Many of us know about State Senator Eric Kearney as being Ed FitzGerald’s first pick for lieutenant governor. We also know that he had to drop out not soon after due to controversies surrounding his tax problems.
Being term limited, however, he will soon be out of Columbus, and back to his native Cincinnati. However, he has been active in his last remaining months.
In late October, he made headlines in Cincinnati media outlets when he introduced a bill to name a major stretch of highway known as the Norwood Lateral, the “Barack Obama Norwood Lateral Highway.” Officially known as State Route 562, Kearny has stressed that as a state route, it is within the Legislature’s power to rename it. His rationale for renaming it? The fact that there is a local stretch of SR 126 known as “Ronald Reagan Highway.” Kearney insists for a bipartisan representation of local roads, and he stresses that the road is worthy of being renamed because like Reagan, Obama has carried Hamilton County twice.

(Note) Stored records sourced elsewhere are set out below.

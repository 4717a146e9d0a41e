//! Benchmark for page generation performance.
//!
//! Generation is the hot path behind every navigation step, so it should
//! stay comfortably under a millisecond per page.
//!
//! Run with: cargo bench --package babel_engine --bench generation_benchmark

use babel_engine::{Coordinate, PageGenerator, SeededRng};
use babel_lexicon::Lexicon;
use criterion::{black_box, criterion_group, criterion_main, Criterion, Throughput};

fn benchmark_rng_draws(c: &mut Criterion) {
    c.bench_function("seeded_rng_draw", |b| {
        let mut rng = SeededRng::from_seed("0-1-1-1-1");
        b.iter(|| black_box(rng.next_f64()));
    });
}

fn benchmark_coherent_page(c: &mut Criterion) {
    let lexicon = Lexicon::embedded().unwrap();
    let generator = PageGenerator::new(&lexicon);

    c.bench_function("coherent_page", |b| {
        let mut page = 0u32;
        b.iter(|| {
            page = page % 410 + 1;
            let coord = Coordinate::new("bench", 1, 1, 1, page);
            black_box(generator.generate(&coord, true))
        });
    });
}

fn benchmark_chaos_page(c: &mut Criterion) {
    let lexicon = Lexicon::embedded().unwrap();
    let generator = PageGenerator::new(&lexicon);

    c.bench_function("chaos_page", |b| {
        let mut page = 0u32;
        b.iter(|| {
            page = page % 410 + 1;
            let coord = Coordinate::new("bench", 1, 1, 1, page);
            black_box(generator.generate(&coord, false))
        });
    });
}

fn benchmark_volume_sweep(c: &mut Criterion) {
    let lexicon = Lexicon::embedded().unwrap();
    let generator = PageGenerator::new(&lexicon);
    let base = Coordinate::new("sweep", 1, 1, 1, 1);

    let mut group = c.benchmark_group("volume_sweep");
    group.throughput(Throughput::Elements(410));
    group.sample_size(10);

    group.bench_function("410_pages", |b| {
        b.iter(|| {
            for page in 1..=410 {
                black_box(generator.generate(&base.with_page(page), true));
            }
        });
    });

    group.finish();
}

criterion_group!(
    benches,
    benchmark_rng_draws,
    benchmark_coherent_page,
    benchmark_chaos_page,
    benchmark_volume_sweep
);
criterion_main!(benches);
//! # Entry Cleaning & Verification
//!
//! Raw dictionary entries come from external word lists and may carry
//! semicolon-separated alternative spellings or stray punctuation. Cleaning
//! canonicalizes them to the allowed alphabet; verification reports entries
//! that would need cleaning, so bad data is caught before it ships.
//!
//! ## Canonical alphabet
//!
//! Uppercase Latin letters, spaces, periods, commas. Nothing else.
//! Semicolons never survive: only the first alternative does.

use crate::class::WordClass;

/// Returns true if `c` is allowed in a cleaned dictionary word.
#[inline]
#[must_use]
pub const fn is_allowed_char(c: char) -> bool {
    c.is_ascii_uppercase() || matches!(c, ' ' | '.' | ',')
}

/// Returns true if `word` is already in canonical form.
#[must_use]
pub fn is_canonical(word: &str) -> bool {
    word.chars().all(is_allowed_char)
}

/// Cleans one raw entry to the canonical alphabet.
///
/// Keeps only the first semicolon-separated alternative, trims it, then
/// strips every character outside the allowed alphabet.
#[must_use]
pub fn clean_word(raw: &str) -> String {
    let first = raw.split(';').next().unwrap_or("").trim();
    first.chars().filter(|c| is_allowed_char(*c)).collect()
}

/// What is wrong with a raw entry.
#[derive(Clone, Copy, Debug, PartialEq, Eq)]
pub enum IssueKind {
    /// The entry still contains a semicolon-separated alternative.
    SemicolonFound,
    /// The entry contains characters outside the canonical alphabet.
    ForbiddenCharacter,
}

impl std::fmt::Display for IssueKind {
    fn fmt(&self, f: &mut std::fmt::Formatter<'_>) -> std::fmt::Result {
        match self {
            Self::SemicolonFound => f.write_str("semicolon found"),
            Self::ForbiddenCharacter => f.write_str("forbidden characters found"),
        }
    }
}

/// One verification finding: which entry of which class, and why.
#[derive(Clone, Debug, PartialEq, Eq)]
pub struct Issue {
    /// The class whose list contains the entry.
    pub class: WordClass,
    /// Zero-based index of the entry in its list.
    pub index: usize,
    /// The offending raw word.
    pub word: String,
    /// What is wrong with it.
    pub kind: IssueKind,
}

impl std::fmt::Display for Issue {
    fn fmt(&self, f: &mut std::fmt::Formatter<'_>) -> std::fmt::Result {
        write!(
            f,
            "issue in '{}' at entry {}: {} in \"{}\"",
            self.class, self.index, self.kind, self.word
        )
    }
}

/// Verifies a raw entry list against the canonical alphabet.
///
/// Returns one [`Issue`] per violation, in entry order. An entry with both
/// a semicolon and forbidden characters yields two issues, matching a
/// check-per-rule report.
#[must_use]
pub fn verify_entries(class: WordClass, words: &[String]) -> Vec<Issue> {
    let mut issues = Vec::new();
    for (index, word) in words.iter().enumerate() {
        if word.contains(';') {
            issues.push(Issue {
                class,
                index,
                word: word.clone(),
                kind: IssueKind::SemicolonFound,
            });
        }
        if !is_canonical(word) {
            issues.push(Issue {
                class,
                index,
                word: word.clone(),
                kind: IssueKind::ForbiddenCharacter,
            });
        }
    }
    issues
}
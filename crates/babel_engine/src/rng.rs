//! # Seeded RNG
//!
//! String-seeded, fully deterministic pseudo-random stream.
//!
//! ## Construction
//!
//! The seed string is folded into 64-bit state with FNV-1a; each draw advances
//! an xorshift64* step and maps the top 53 bits into [0, 1).
//!
//! ## Determinism Guarantee
//!
//! Given the same seed string, this generator produces **exactly** the same
//! value sequence on any platform, any process, forever. It reads no clock,
//! no addresses, no global state. Two instances with the same seed are
//! interchangeable.

/// FNV-1a 64-bit prime.
const FNV_PRIME: u64 = 0x0000_0100_0000_01B3;
/// FNV-1a 64-bit offset basis.
const FNV_OFFSET: u64 = 0xcbf2_9ce4_8422_2325;

/// Deterministic pseudo-random stream seeded from a string.
///
/// Produces an infinite, lazy sequence of `f64` values in [0, 1). Each
/// instance is independent; there is no shared or global generator state.
#[derive(Clone, Debug)]
pub struct SeededRng {
    /// Current xorshift state. Never zero.
    state: u64,
}

impl SeededRng {
    /// Creates a generator from a seed string.
    #[must_use]
    pub fn from_seed(seed: &str) -> Self {
        let mut hash = FNV_OFFSET;
        for byte in seed.bytes() {
            hash ^= u64::from(byte);
            hash = hash.wrapping_mul(FNV_PRIME);
        }
        // Zero is the xorshift fixed point; remap it to keep the stream alive.
        if hash == 0 {
            hash = FNV_OFFSET;
        }
        Self { state: hash }
    }

    /// Advances the stream by one xorshift64* step.
    #[inline]
    fn next_u64(&mut self) -> u64 {
        let mut x = self.state;
        x ^= x >> 12;
        x ^= x << 25;
        x ^= x >> 27;
        self.state = x;
        x.wrapping_mul(0x2545_F491_4F6C_DD1D)
    }

    /// Draws the next value in [0, 1).
    #[inline]
    #[must_use = "a draw advances the stream; discarding it still consumes a position"]
    #[allow(clippy::cast_precision_loss)]
    pub fn next_f64(&mut self) -> f64 {
        // Top 53 bits fill the f64 mantissa exactly.
        (self.next_u64() >> 11) as f64 * (1.0 / (1u64 << 53) as f64)
    }

    /// Draws one value and maps it to an index in [0, len).
    ///
    /// Selection policy: one uniform draw, multiplied by the list length,
    /// floored. Consumes exactly one position of the stream.
    ///
    /// # Panics
    ///
    /// Debug-asserts that `len` is non-zero; empty lists are rejected at
    /// lexicon load time.
    #[inline]
    #[allow(clippy::cast_precision_loss, clippy::cast_possible_truncation, clippy::cast_sign_loss)]
    pub fn next_index(&mut self, len: usize) -> usize {
        debug_assert!(len > 0, "index draw against an empty list");
        let scaled = self.next_f64() * len as f64;
        (scaled as usize).min(len - 1)
    }
}

#[cfg(test)]
mod tests {
    use super::*;

    #[test]
    fn test_same_seed_same_stream() {
        let mut a = SeededRng::from_seed("0-1-1-1-1");
        let mut b = SeededRng::from_seed("0-1-1-1-1");

        for _ in 0..1000 {
            assert_eq!(a.next_f64(), b.next_f64(), "stream should be deterministic");
        }
    }

    #[test]
    fn test_different_seeds_different_streams() {
        let mut a = SeededRng::from_seed("0-1-1-1-1");
        let mut b = SeededRng::from_seed("0-1-1-1-2");

        let a_vals: Vec<f64> = (0..16).map(|_| a.next_f64()).collect();
        let b_vals: Vec<f64> = (0..16).map(|_| b.next_f64()).collect();
        assert_ne!(a_vals, b_vals, "different seeds should diverge");
    }

    #[test]
    fn test_values_stay_in_unit_interval() {
        let mut rng = SeededRng::from_seed("range-check");
        for _ in 0..100_000 {
            let v = rng.next_f64();
            assert!((0.0..1.0).contains(&v), "value {v} out of [0, 1)");
        }
    }

    #[test]
    fn test_index_draw_stays_in_bounds() {
        let mut rng = SeededRng::from_seed("index-check");
        for len in [1usize, 2, 8, 57, 410] {
            for _ in 0..1000 {
                assert!(rng.next_index(len) < len);
            }
        }
    }

    #[test]
    fn test_index_draw_covers_small_lists() {
        let mut rng = SeededRng::from_seed("coverage");
        let mut seen = [false; 8];
        for _ in 0..1000 {
            seen[rng.next_index(8)] = true;
        }
        assert!(seen.iter().all(|s| *s), "1000 draws should hit all 8 slots");
    }

    #[test]
    fn test_empty_seed_still_generates() {
        let mut a = SeededRng::from_seed("");
        let mut b = SeededRng::from_seed("");
        assert_eq!(a.next_f64(), b.next_f64());
    }

    #[test]
    fn test_clone_continues_identically() {
        let mut rng = SeededRng::from_seed("fork");
        for _ in 0..10 {
            let _ = rng.next_f64();
        }
        let mut fork = rng.clone();
        for _ in 0..100 {
            assert_eq!(rng.next_f64(), fork.next_f64());
        }
    }

    #[test]
    fn test_distribution_is_roughly_uniform() {
        let mut rng = SeededRng::from_seed("uniformity");
        let mut buckets = [0u32; 10];
        let draws = 100_000;
        for _ in 0..draws {
            buckets[rng.next_index(10)] += 1;
        }
        // Each bucket should land near draws/10; allow 10% slack.
        for (i, count) in buckets.iter().enumerate() {
            let expected = draws / 10;
            assert!(
                count.abs_diff(expected) < expected / 10,
                "bucket {i} count {count} too far from {expected}"
            );
        }
    }
}
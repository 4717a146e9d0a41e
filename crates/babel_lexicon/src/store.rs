//! # Lexicon Store
//!
//! Loads the six word-class lists, cleans them once, and exposes indexed
//! read-only access plus the combined "any class" list used by chaos mode.
//!
//! ## Load Pipeline
//!
//! raw JSON records -> clean to canonical alphabet -> lowercase -> store.
//! All of this happens exactly once; lookups afterwards are slice indexing.
//!
//! ## Combined List
//!
//! The combined list is the per-class lists concatenated in
//! [`WordClass::ALL`] order. That order is part of the reproducibility
//! contract: a chaos-mode draw maps to a word through it.

use serde::Deserialize;

use crate::class::{WordClass, CLASS_COUNT};
use crate::clean::clean_word;
use crate::error::{LexiconError, LexiconResult};

/// One record from a dictionary data file.
///
/// Auxiliary metadata fields in the data are ignored; only `word` matters
/// to generation.
#[derive(Clone, Debug, Deserialize)]
pub struct RawEntry {
    /// The raw word, possibly with semicolon alternatives.
    pub word: String,
}

/// Embedded dictionary data, compiled into the binary.
///
/// Indexed by [`WordClass::index`].
const EMBEDDED: [&str; CLASS_COUNT] = [
    include_str!("../data/adjectives.json"),
    include_str!("../data/adverbs.json"),
    include_str!("../data/nouns.json"),
    include_str!("../data/prepositions.json"),
    include_str!("../data/pronouns.json"),
    include_str!("../data/verbs.json"),
];

/// The read-only word store the generator draws from.
///
/// Construct once at startup; share by reference afterwards. Independent
/// generation calls may read it concurrently without coordination.
#[derive(Clone, Debug)]
pub struct Lexicon {
    /// Cleaned, lowercased lists, indexed by class.
    lists: [Vec<String>; CLASS_COUNT],
    /// Concatenation of all lists in class order.
    combined: Vec<String>,
}

impl Lexicon {
    /// Builds a lexicon from per-class raw entry lists.
    ///
    /// Entries are cleaned and lowercased here. Entries that clean down to
    /// nothing are dropped with a warning rather than leaving empty words
    /// in the draw space.
    ///
    /// # Errors
    ///
    /// [`LexiconError::EmptyClass`] if any class has no usable entries.
    pub fn from_raw(raw: [Vec<RawEntry>; CLASS_COUNT]) -> LexiconResult<Self> {
        let mut lists: [Vec<String>; CLASS_COUNT] = Default::default();

        for class in WordClass::ALL {
            let entries = &raw[class.index()];
            let mut list = Vec::with_capacity(entries.len());
            for entry in entries {
                let cleaned = clean_word(&entry.word).to_lowercase();
                if cleaned.is_empty() {
                    tracing::warn!("dropping entry in '{}': cleaned to empty", class);
                    continue;
                }
                list.push(cleaned);
            }
            if list.is_empty() {
                return Err(LexiconError::EmptyClass(class));
            }
            lists[class.index()] = list;
        }

        let combined = lists.iter().flatten().cloned().collect();
        Ok(Self { lists, combined })
    }

    /// Loads the lexicon from the embedded dictionary data.
    ///
    /// # Errors
    ///
    /// [`LexiconError::MalformedData`] if a data file fails to parse,
    /// [`LexiconError::EmptyClass`] if a class list ends up empty.
    pub fn embedded() -> LexiconResult<Self> {
        let raw = load_embedded_raw()?;
        let lexicon = Self::from_raw(raw)?;
        tracing::info!(
            words = lexicon.combined.len(),
            "lexicon loaded from embedded data"
        );
        Ok(lexicon)
    }

    /// Words of one class, in stable list order.
    #[inline]
    #[must_use]
    pub fn words(&self, class: WordClass) -> &[String] {
        &self.lists[class.index()]
    }

    /// Number of words in one class.
    #[inline]
    #[must_use]
    pub fn len(&self, class: WordClass) -> usize {
        self.lists[class.index()].len()
    }

    /// Always false: construction rejects empty classes.
    #[inline]
    #[must_use]
    pub fn is_empty(&self) -> bool {
        self.combined.is_empty()
    }

    /// Word at `index` within one class list.
    ///
    /// # Panics
    ///
    /// Panics if `index` is out of bounds; callers derive indices from the
    /// list length they just read, so a bad index is a caller bug.
    #[inline]
    #[must_use]
    pub fn word_at(&self, class: WordClass, index: usize) -> &str {
        &self.lists[class.index()][index]
    }

    /// The combined "any class" list.
    #[inline]
    #[must_use]
    pub fn combined(&self) -> &[String] {
        &self.combined
    }
}

/// Parses the embedded data files into raw entry lists.
///
/// # Errors
///
/// [`LexiconError::MalformedData`] if a file is not valid JSON.
pub fn load_embedded_raw() -> LexiconResult<[Vec<RawEntry>; CLASS_COUNT]> {
    let mut raw: [Vec<RawEntry>; CLASS_COUNT] = Default::default();
    for class in WordClass::ALL {
        raw[class.index()] = serde_json::from_str(EMBEDDED[class.index()])
            .map_err(|source| LexiconError::MalformedData { class, source })?;
    }
    Ok(raw)
}

#[cfg(test)]
mod tests {
    use super::*;
    use crate::clean::is_canonical;

    fn entries(words: &[&str]) -> Vec<RawEntry> {
        words
            .iter()
            .map(|w| RawEntry {
                word: (*w).to_string(),
            })
            .collect()
    }

    fn tiny_raw() -> [Vec<RawEntry>; CLASS_COUNT] {
        [
            entries(&["ANCIENT", "SILENT"]),
            entries(&["SLOWLY"]),
            entries(&["HEXAGON", "GALLERY", "LAMP"]),
            entries(&["WITHIN"]),
            entries(&["SOMEONE"]),
            entries(&["WANDERS", "SLEEPS"]),
        ]
    }

    #[test]
    fn test_lists_are_cleaned_and_lowercased() {
        let lexicon = Lexicon::from_raw(tiny_raw()).unwrap();
        assert_eq!(lexicon.words(WordClass::Adjective), ["ancient", "silent"]);
        assert_eq!(lexicon.word_at(WordClass::Noun, 2), "lamp");
    }

    #[test]
    fn test_combined_is_concatenation_in_class_order() {
        let lexicon = Lexicon::from_raw(tiny_raw()).unwrap();
        let expected = [
            "ancient", "silent", "slowly", "hexagon", "gallery", "lamp", "within", "someone",
            "wanders", "sleeps",
        ];
        assert_eq!(lexicon.combined(), expected);
    }

    #[test]
    fn test_semicolon_alternatives_do_not_survive() {
        let mut raw = tiny_raw();
        raw[WordClass::Noun.index()] = entries(&["MIRROR;GLASS"]);
        let lexicon = Lexicon::from_raw(raw).unwrap();
        assert_eq!(lexicon.words(WordClass::Noun), ["mirror"]);
    }

    #[test]
    fn test_empty_class_fails_fast() {
        let mut raw = tiny_raw();
        raw[WordClass::Verb.index()] = Vec::new();
        let err = Lexicon::from_raw(raw).unwrap_err();
        assert!(matches!(err, LexiconError::EmptyClass(WordClass::Verb)));
    }

    #[test]
    fn test_entries_cleaning_to_nothing_are_dropped() {
        let mut raw = tiny_raw();
        raw[WordClass::Adverb.index()] = entries(&["123", "SLOWLY"]);
        let lexicon = Lexicon::from_raw(raw).unwrap();
        assert_eq!(lexicon.words(WordClass::Adverb), ["slowly"]);
    }

    #[test]
    fn test_embedded_data_loads() {
        let lexicon = Lexicon::embedded().unwrap();
        for class in WordClass::ALL {
            assert!(lexicon.len(class) > 0, "class '{class}' should not be empty");
        }
        let total: usize = WordClass::ALL.iter().map(|c| lexicon.len(*c)).sum();
        assert_eq!(lexicon.combined().len(), total);
    }

    #[test]
    fn test_embedded_data_is_already_canonical() {
        let raw = load_embedded_raw().unwrap();
        for class in WordClass::ALL {
            for entry in &raw[class.index()] {
                assert!(
                    is_canonical(&entry.word),
                    "embedded entry \"{}\" in '{class}' is not canonical",
                    entry.word
                );
            }
        }
    }

    #[test]
    fn test_embedded_words_stay_in_cleaned_alphabet_lowercased() {
        let lexicon = Lexicon::embedded().unwrap();
        for word in lexicon.combined() {
            assert!(
                word.chars()
                    .all(|c| c.is_ascii_lowercase() || matches!(c, ' ' | '.' | ',')),
                "word \"{word}\" escaped the canonical alphabet"
            );
        }
    }
}
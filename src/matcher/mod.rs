// WHY: Term matching front-end shared by the exact and fuzzy strategies
// Both produce byte spans so alignment never needs to know which one fired

use serde::{Deserialize, Serialize};

pub mod exact;
pub mod fuzzy;
pub mod similarity;

pub use exact::ExactMatcher;
pub use fuzzy::{FuzzyMatch, FuzzyMatcher, SlidingWindowMatcher};
pub use similarity::{partial_ratio, ratio};

/// Half-open byte interval `[start, end)` into the source text
///
/// Both offsets lie on `char` boundaries, so a span can slice the text directly.
#[derive(Debug, Clone, Copy, PartialEq, Eq, PartialOrd, Ord, Hash, Serialize, Deserialize)]
pub struct MatchSpan {
    pub start: usize,
    pub end: usize,
}

impl MatchSpan {
    /// Returns `None` unless `start < end`
    pub fn new(start: usize, end: usize) -> Option<Self> {
        (start < end).then_some(Self { start, end })
    }

    pub fn len(&self) -> usize {
        self.end - self.start
    }

    pub fn is_empty(&self) -> bool {
        self.start >= self.end
    }

    /// Matched text, or `None` if the span does not fit `text`
    pub fn slice<'a>(&self, text: &'a str) -> Option<&'a str> {
        text.get(self.start..self.end)
    }
}

/// How a span was found
#[derive(Debug, Clone, Copy, PartialEq, Eq, Serialize, Deserialize)]
#[serde(tag = "kind", rename_all = "snake_case")]
pub enum MatchKind {
    Exact,
    Fuzzy { score: u8 },
}
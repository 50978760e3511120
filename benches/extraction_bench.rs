use amenity_mentions::{
    matcher::partial_ratio, ExtractionConfig, FuzzyMatcher, MentionExtractor, SlidingWindowMatcher,
    DEFAULT_AMENITIES,
};
use criterion::{black_box, criterion_group, criterion_main, BenchmarkId, Criterion, Throughput};

const SHORT_REVIEW: &str = "There is a cafe, there is a kid, the playground is broken";
const LONG_REVIEW: &str = "We arrived early in the morning after a long drive through the hills and \
    found that the parking was free and close to the entrance which made unloading the car with two \
    tired children and a very excited dog much easier than expected. The toilets were clean, the \
    gift shop sold local honey and the cafe had a shaded terrace overlooking the playgrounds.";

fn bench_extract(c: &mut Criterion) {
    let extractor = MentionExtractor::new(DEFAULT_AMENITIES, ExtractionConfig::default())
        .expect("Default extractor should build");

    let mut group = c.benchmark_group("extract");
    for (name, review) in [("short", SHORT_REVIEW), ("long", LONG_REVIEW)] {
        group.throughput(Throughput::Bytes(review.len() as u64));
        group.bench_with_input(BenchmarkId::from_parameter(name), review, |b, review| {
            b.iter(|| extractor.extract(black_box(review)))
        });
    }
    group.finish();
}

// WHY: the sliding window dominates cost for terms that never match exactly
fn bench_fuzzy_scan(c: &mut Criterion) {
    let mut group = c.benchmark_group("fuzzy_scan");
    for term in ["parking", "playground", "convenience store"] {
        group.bench_with_input(BenchmarkId::from_parameter(term), term, |b, term| {
            b.iter(|| SlidingWindowMatcher.best_match(black_box(term), black_box(LONG_REVIEW), 85))
        });
    }
    group.finish();
}

fn bench_partial_ratio(c: &mut Criterion) {
    c.bench_function("partial_ratio_window", |b| {
        b.iter(|| partial_ratio(black_box("playground"), black_box("play groun")))
    });
}

criterion_group!(benches, bench_extract, bench_fuzzy_scan, bench_partial_ratio);
criterion_main!(benches);
// WHY: Fallback recovery of a single near-spelling when exact matching finds nothing
// SlidingWindowMatcher is the default; callers can plug in an indexed matcher instead

use serde::{Deserialize, Serialize};
use tracing::debug;

use super::{similarity::partial_ratio, MatchSpan};

/// Best approximate occurrence of a term, with its 0-100 score
#[derive(Debug, Clone, Copy, PartialEq, Eq, Serialize, Deserialize)]
pub struct FuzzyMatch {
    pub span: MatchSpan,
    pub score: u8,
}

/// Strategy for recovering at most one approximate occurrence of a term
pub trait FuzzyMatcher: Send + Sync {
    /// Best occurrence scoring at least `threshold`; ties go to the earliest start
    fn best_match(&self, term: &str, text: &str, threshold: u8) -> Option<FuzzyMatch>;
}

/// Slides a term-wide window one char at a time and keeps the strictly best score
///
/// Windows are compared lowercased with [`partial_ratio`]. The running best
/// starts at 0, so a window must score above 0 as well as reach the threshold.
#[derive(Debug, Clone, Copy, Default)]
pub struct SlidingWindowMatcher;

impl FuzzyMatcher for SlidingWindowMatcher {
    fn best_match(&self, term: &str, text: &str, threshold: u8) -> Option<FuzzyMatch> {
        let width = term.chars().count();
        if width == 0 {
            return None;
        }

        // Byte offset of every char start, plus the end of the text
        let boundaries: Vec<usize> = text
            .char_indices()
            .map(|(i, _)| i)
            .chain(std::iter::once(text.len()))
            .collect();
        let char_count = boundaries.len() - 1;
        if char_count < width {
            return None;
        }

        let needle = term.to_lowercase();
        let mut best: Option<FuzzyMatch> = None;
        let mut best_score = 0u8;

        for first in 0..=char_count - width {
            let (start, end) = (boundaries[first], boundaries[first + width]);
            let score = partial_ratio(&needle, &text[start..end].to_lowercase());

            if score >= threshold && score > best_score {
                best_score = score;
                best = MatchSpan::new(start, end).map(|span| FuzzyMatch { span, score });
                // Nothing can beat a perfect score under a strict comparison
                if score == 100 {
                    break;
                }
            }
        }

        if let Some(found) = &best {
            debug!(
                "Fuzzy match for {:?} at {}..{} (score {})",
                term, found.span.start, found.span.end, found.score
            );
        }
        best
    }
}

As expected, the idea has been very controversial. And, even some Democrats don’t support Kearney’s proposal. Norwood Mayor Tom Williams, a fellow Democrat, replied to the proposal that it’s too soon to tell if Obama’s terms in office will be deserving of a name change. Williams in general doesn’t like the idea of renaming the stretch of OH-562 that runs though his city, but if it is to be renamed, he suggests naming it after Carl Lindner. Lindner was a Norwood native who founded United Dairy Farmers, becoming a beloved community figure who was always willing to give back.
Kearney justifies naming the Norwood Lateral after President Obama to display party parity in Hamilton County, noting that the Ronald Reagan Highway was renamed while President Reagan was still alive. He also says that winning Hamilton County twice is deserving of a renamed road. But Kearney misses some important facts: OH-126 was renamed after Ronald Reagan in 1994… five years after he left office. Naming something after a president is fine, but if we start renaming things after a sitting president… well that’s something else. Second, other presidents have won Hamilton County twice as well. George W. Bush did both in 2000 and 2004. If we start renaming anything just because a candidate wins a county twice, we’re going to be starting a slippery slope of a precedent.
Basically, Kearney’s proposal was an effort to honor his friend, President Obama. And, with the GOP in firm countrol of General Assembly even in this lame duck session, this is a proposal that will go nowhere.